_Instructions to follow_
Copy out the records so that each line matches the original.

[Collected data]
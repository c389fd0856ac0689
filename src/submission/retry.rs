use std::time::Duration;

/// 送信の再試行設定
#[derive(Debug, Clone, PartialEq, Eq)]
pub struct RetryPolicy {
    /// 試行回数の上限（初回を含む）
    pub max_attempts: u32,
    pub base_delay: Duration,
    pub max_delay: Duration,
}

impl Default for RetryPolicy {
    fn default() -> Self {
        Self {
            max_attempts: 3,
            base_delay: Duration::from_millis(500),
            max_delay: Duration::from_secs(10),
        }
    }
}

impl RetryPolicy {
    /// `attempt` 回目が失敗した後の待ち時間（指数バックオフ）
    pub fn delay_after(&self, attempt: u32) -> Duration {
        let exponent = attempt.saturating_sub(1).min(16);
        self.base_delay
            .saturating_mul(1u32 << exponent)
            .min(self.max_delay)
    }

    pub fn has_attempts_left(&self, attempt: u32) -> bool {
        attempt < self.max_attempts
    }
}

_Answer section_
repository c389fd0856ac0689
filename src/submission/retry.rs
use std::time::Duration;

/// 送信の再試行設定
#[derive(Debug, Clone, PartialEq, Eq)]
pub struct RetryPolicy {
    /// 試行回数の上限（初回を含む）
    pub max_attempts: u32,
    pub base_delay: Duration,
    pub max_delay: Duration,
}

impl Default for RetryPolicy {
    fn default() -> Self {
        Self {
            max_attempts: 3,
            base_delay: Duration::from_millis(500),
            max_delay: Duration::from_secs(10),
        }
    }
}

impl RetryPolicy {
    /// `attempt` 回目が失敗した後の待ち時間（指数バックオフ）
    pub fn delay_after(&self, attempt: u32) -> Duration {
        let exponent = attempt.saturating_sub(1).min(16);
        self.base_delay
            .saturating_mul(1u32 << exponent)
            .min(self.max_delay)
    }

    pub fn has_attempts_left(&self, attempt: u32) -> bool {
        attempt < self.max_attempts
    }
}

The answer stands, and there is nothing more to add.